To support concurrent readout of six rows, each pixel column includes six pixlines. By default, even-numbered pixlines connect to the bottom readout chain, while odd-numbered pixlines connect to the top chain. To enable both dual-sided and single-sided readout modes—useful for port concentration—dynamically programmable switches are inserted along the even and odd pixlines. These switches allow each pixline to be routed to the ADC or VLN (or both), depending on the selected configuration as illustrated in Figure 5.
In dual-sided readout, the VLN associated with a given pixline resides on the opposite side from its ADC. In contrast, during single-sided readout, the programmable switches enable all pixlines to access both the ADC and VLN from the same side of the readout chain. One half of the readout circuitry can be completely powered down, resulting in significant power savings.
Flexible readout modes allow the sensor to output data through eight different port configurations. Larger resolutions will generate more pixel data, which can be read out faster using more output ports. Smaller resolutions will generate less pixel data and can be configured to use fewer output ports to save on power. This flexibility affords the sensor a variety of applications. The readout configuration is a function of two parameters: the resolution and desired number of output ports. The resolution determines how many superblocks are to be read out, and the number of output ports determines how the pixel data should be distributed.
All superblocks operate in parallel, each acquiring 320 columns by 3 rows worth of data. Each superblock writes their data into buffers immediately after acquiring the pixel data, while reading out from these buffers is done serially. After one buffer is emptied, the read operation points to the next buffer. A read controller determines which buffer to start reading from, when to transition to the next buffer, and the read rate. Figure 6 illustrates the flow of the pixel data through the digital data path for a UHD resolution.
The flexibility in the read controller allows windowed ROIs to still make use of all output data ports. Figure 7 shows the flow of the pixel data when windowed to QHD resolution. The data read from these buffers are streamed into two data channels. Each channel runs in parallel and always starts reading from the left buffer first. As each set of data comes in, it is evenly distributed to up to four output ports. If fewer ports are desired, then the channel controller will adjust the distribution. Figure 8 shows an off-centered FHD frame, outputting to only 2 ports in single-sided readout.
Once the data has been distributed to the output ports, framing information and meta data will be inserted into the data stream. This completed data stream will then be transformed using 64b/66b encoding to provide statistical bounds on DC balance, bit transition density, and allow for clock recovery. Flexibility in the readout configuration (resolution, windowing ROI, output bit depth, number of ports) is one the key features of the sensor’s data path.

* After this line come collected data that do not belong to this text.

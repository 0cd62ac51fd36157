/// Frustum culling: visibility test for instance bounding boxes.
///
/// ## Algorithm
///
/// Given the combined `view_proj` matrix `M`, the six frustum planes can be
/// extracted analytically (Gribb-Hartmann method).  Each plane is stored as a
/// `Vec4(nx, ny, nz, d)` in world space with the inside on the positive side.
///
/// A box is culled when, for at least one plane, all eight of its
/// world-space corners lie strictly behind that plane.  The test never culls
/// a visible box but may keep a box that wraps around a frustum edge.
/// `cull.wgsl` runs the same loop on the GPU.
use glam::{Mat4, Vec3, Vec4};

use crate::scene::bounds::Aabb;

#[derive(Copy, Clone, Debug, PartialEq, Eq)]
pub enum Visibility {
    Visible,
    Culled,
}

/// Index of each plane in [`Frustum::planes`].
pub mod plane {
    pub const LEFT: usize = 0;
    pub const RIGHT: usize = 1;
    pub const TOP: usize = 2;
    pub const BOTTOM: usize = 3;
    pub const NEAR: usize = 4;
    pub const FAR: usize = 5;
}

/// Six clip planes extracted from a `view_proj` matrix.
#[derive(Copy, Clone, Debug, PartialEq)]
pub struct Frustum {
    planes: [Vec4; 6],
}

impl Frustum {
    /// Builds a frustum from explicit planes (`dot(n, p) + d >= 0` inside).
    pub fn from_planes(planes: [Vec4; 6]) -> Self {
        Self { planes }
    }

    /// Extracts the six frustum planes from `view_proj` (column-major).
    ///
    /// Assumes wgpu's `[0, 1]` clip depth, so the near plane is row 2 alone.
    /// Degenerate planes (normal length ≤ 1e-6) are left unnormalised.
    pub fn from_view_proj(vp: &Mat4) -> Self {
        let r0 = vp.row(0);
        let r1 = vp.row(1);
        let r2 = vp.row(2);
        let r3 = vp.row(3);

        let mut planes = [
            r3 + r0, // left
            r3 - r0, // right
            r3 - r1, // top
            r3 + r1, // bottom
            r2,      // near
            r3 - r2, // far
        ];

        for p in &mut planes {
            let len = p.truncate().length();
            if len > 1e-6 {
                *p /= len;
            }
        }

        Self { planes }
    }

    #[inline]
    pub fn planes(&self) -> &[Vec4; 6] {
        &self.planes
    }

    /// Planes in the layout the cull shader's uniform block expects.
    pub fn to_gpu(&self) -> [[f32; 4]; 6] {
        self.planes.map(|p| p.to_array())
    }

    /// Signed distance of `point` to plane `index`; positive is inside.
    #[inline]
    pub fn distance(&self, index: usize, point: Vec3) -> f32 {
        let p = self.planes[index];
        p.truncate().dot(point) + p.w
    }

    pub fn contains_point(&self, point: Vec3) -> bool {
        (0..6).all(|i| self.distance(i, point) >= 0.0)
    }

    /// Conservative 8-corner test of a local-space box under `model`.
    pub fn test_box(&self, aabb: &Aabb, model: &Mat4) -> Visibility {
        if aabb.is_empty() {
            return Visibility::Culled;
        }
        let corners = aabb.corners().map(|c| model.transform_point3(c));
        for i in 0..6 {
            if corners.iter().all(|&c| self.distance(i, c) < 0.0) {
                return Visibility::Culled;
            }
        }
        Visibility::Visible
    }

    #[inline]
    pub fn is_box_visible(&self, aabb: &Aabb, model: &Mat4) -> bool {
        self.test_box(aabb, model) == Visibility::Visible
    }
}

#[cfg(test)]
mod tests {
    use super::*;
    use rand::rngs::StdRng;
    use rand::{Rng, SeedableRng};

    fn camera_frustum() -> Frustum {
        let view = Mat4::look_at_rh(Vec3::new(0.0, 0.0, 5.0), Vec3::ZERO, Vec3::Y);
        let proj = Mat4::perspective_rh(std::f32::consts::FRAC_PI_3, 16.0 / 9.0, 0.1, 100.0);
        Frustum::from_view_proj(&(proj * view))
    }

    fn unit_box() -> Aabb {
        Aabb::new(Vec3::splat(-0.5), Vec3::splat(0.5))
    }

    #[test]
    fn planes_are_normalised_and_point_inward() {
        let f = camera_frustum();
        for p in f.planes() {
            assert!((p.truncate().length() - 1.0).abs() < 1e-4);
        }
        // the look-at target sits inside every plane
        assert!(f.contains_point(Vec3::ZERO));
        // camera looks down -Z: the near plane normal points that way too
        assert!(f.planes()[plane::NEAR].z < 0.0);
        assert!(f.planes()[plane::FAR].z > 0.0);
        assert!(f.planes()[plane::LEFT].x > 0.0);
        assert!(f.planes()[plane::RIGHT].x < 0.0);
        assert!(f.planes()[plane::TOP].y < 0.0);
        assert!(f.planes()[plane::BOTTOM].y > 0.0);
    }

    #[test]
    fn near_and_far_distances_match_projection() {
        let f = camera_frustum();
        // eye at z = 5 looking at -Z: near plane at z = 4.9, far at z = -95
        assert!(f.distance(plane::NEAR, Vec3::new(0.0, 0.0, 4.9)).abs() < 1e-3);
        assert!(f.distance(plane::FAR, Vec3::new(0.0, 0.0, -95.0)).abs() < 1e-2);
    }

    #[test]
    fn box_at_origin_is_visible() {
        let f = camera_frustum();
        assert_eq!(f.test_box(&unit_box(), &Mat4::IDENTITY), Visibility::Visible);
    }

    #[test]
    fn box_behind_distant_near_plane_is_culled() {
        // inside-half-space is z <= -100: near plane 100 units down the view axis
        let mut planes = [Vec4::new(0.0, 0.0, 0.0, 1.0e6); 6];
        planes[plane::NEAR] = Vec4::new(0.0, 0.0, -1.0, -100.0);
        let f = Frustum::from_planes(planes);
        assert_eq!(f.test_box(&unit_box(), &Mat4::IDENTITY), Visibility::Culled);
    }

    #[test]
    fn far_away_box_is_culled() {
        let f = camera_frustum();
        let model = Mat4::from_translation(Vec3::new(0.0, 0.0, -10_000.0));
        assert_eq!(f.test_box(&unit_box(), &model), Visibility::Culled);
        let behind = Mat4::from_translation(Vec3::new(0.0, 0.0, 50.0));
        assert_eq!(f.test_box(&unit_box(), &behind), Visibility::Culled);
    }

    #[test]
    fn straddling_box_is_kept() {
        let f = camera_frustum();
        // centre just outside the left plane but the box reaches inside
        let x = -5.0 * (std::f32::consts::FRAC_PI_6).tan() * 16.0 / 9.0 - 0.3;
        let model = Mat4::from_translation(Vec3::new(x, 0.0, 0.0));
        assert!(f.distance(plane::LEFT, Vec3::new(x, 0.0, 0.0)) < 0.0);
        assert_eq!(f.test_box(&unit_box(), &model), Visibility::Visible);
    }

    #[test]
    fn empty_box_is_never_visible() {
        let f = camera_frustum();
        assert_eq!(f.test_box(&Aabb::EMPTY, &Mat4::IDENTITY), Visibility::Culled);
    }

    #[test]
    fn boxes_with_centre_inside_are_never_culled() {
        let f = camera_frustum();
        let mut rng = StdRng::seed_from_u64(11);
        let mut checked = 0;
        while checked < 500 {
            let centre = Vec3::new(
                rng.gen_range(-40.0..40.0),
                rng.gen_range(-40.0..40.0),
                rng.gen_range(-95.0..5.0),
            );
            if !f.contains_point(centre) {
                continue;
            }
            let half = Vec3::new(
                rng.gen_range(0.01..3.0),
                rng.gen_range(0.01..3.0),
                rng.gen_range(0.01..3.0),
            );
            let model = Mat4::from_translation(centre)
                * Mat4::from_rotation_y(rng.gen_range(0.0..std::f32::consts::TAU));
            let aabb = Aabb::new(-half, half);
            assert_eq!(f.test_box(&aabb, &model), Visibility::Visible, "centre {centre}");
            checked += 1;
        }
    }
}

One of the challenges of the digital block design comes from the implementation limitations, physical dimensions, and limited number of metal layers. The image sensor height is predominately made up of the pixel array and the readout circuitry through the top and bottom sides, leaving less than 1 mm each for the digital block height. This is further exacerbated by the width being over 21 mm, resulting in a very long and narrow shape. This can increase routing congestion since many signals that have to travel between the two ends will inevitably limit how local signals can move horizontally.

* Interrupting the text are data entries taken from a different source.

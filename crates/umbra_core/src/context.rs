use std::sync::Arc;

use anyhow::Context as _;
use thiserror::Error;

/// Container for the main wgpu objects shared across the engine.
///
/// `Instance` and `Adapter` are not `Arc` because they rarely cross threads,
/// while `Device` and `Queue` are cloned into long-lived GPU resources.
pub struct EngineContext {
    pub instance: wgpu::Instance,
    pub adapter: wgpu::Adapter,
    pub device: Arc<wgpu::Device>,
    pub queue: Arc<wgpu::Queue>,
}

#[derive(Debug, Error)]
pub enum ContextError {
    #[error("no suitable graphics adapter was found")]
    AdapterUnavailable,
    #[error("device request failed: {0}")]
    DeviceRequest(String),
    #[error("adapter `{adapter}` lacks required capability: {missing:?}")]
    MissingCapability {
        adapter: String,
        missing: wgpu::DownlevelFlags,
    },
}

impl EngineContext {
    /// Downlevel capabilities the culling pipeline cannot run without:
    /// compute dispatch, indirect draws and storage buffers read from the
    /// vertex stage.
    pub const REQUIRED_DOWNLEVEL: wgpu::DownlevelFlags = wgpu::DownlevelFlags::COMPUTE_SHADERS
        .union(wgpu::DownlevelFlags::INDIRECT_EXECUTION)
        .union(wgpu::DownlevelFlags::VERTEX_STORAGE);

    /// Creates a headless `EngineContext` (no surface), used by tests and
    /// pure render-to-texture contexts.
    pub async fn new() -> anyhow::Result<Self> {
        let instance = wgpu::Instance::new(wgpu::InstanceDescriptor {
            backends: wgpu::Backends::all(),
            ..Default::default()
        });
        Self::new_with_instance(instance, None).await
    }

    /// Creates an `EngineContext` from an existing `Instance`, optionally
    /// tied to a `Surface` so the chosen adapter can present to the window.
    pub async fn new_with_instance(
        instance: wgpu::Instance,
        compatible_surface: Option<&wgpu::Surface<'_>>,
    ) -> anyhow::Result<Self> {
        let adapter = instance
            .request_adapter(&wgpu::RequestAdapterOptions {
                power_preference: wgpu::PowerPreference::HighPerformance,
                compatible_surface,
                force_fallback_adapter: false,
            })
            .await
            .context(ContextError::AdapterUnavailable)?;

        let info = adapter.get_info();
        log::info!("selected adapter: {} ({:?})", info.name, info.backend);

        let missing = Self::REQUIRED_DOWNLEVEL - adapter.get_downlevel_capabilities().flags;
        if !missing.is_empty() {
            return Err(ContextError::MissingCapability {
                adapter: info.name,
                missing,
            }
            .into());
        }

        let (device, queue) = adapter
            .request_device(
                &wgpu::DeviceDescriptor {
                    label: Some("Umbra Device"),
                    required_features: wgpu::Features::empty(),
                    required_limits: wgpu::Limits::default().using_resolution(adapter.limits()),
                    ..Default::default()
                },
                None,
            )
            .await
            .map_err(|e| ContextError::DeviceRequest(e.to_string()))?;

        Ok(Self {
            instance,
            adapter,
            device: Arc::new(device),
            queue: Arc::new(queue),
        })
    }
}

In addition, various digital cores are implemented as macro blocks. This approach allows a single timing for the clean macro blocks to be arrayed out, while maintaining identical timing parameters. One downside is that the macros will block out any routing in the higher levels of hierarchy, keeping signals inside the macro strictly separate from signals outside of the macro. Many of the macros contain memory IP cores and so are limited in what kind of dimensions they can have. To address this limitation, certain digital control signals are routed through the macro blocks. This approach makes use of any available space in the macros but also eases the routing congestion outside. Figure 9 illustrates the connectivity between the different macros inside the digital block. The blue blocks represent macros, while the red areas depict the open space that can be used for routing and timing closure.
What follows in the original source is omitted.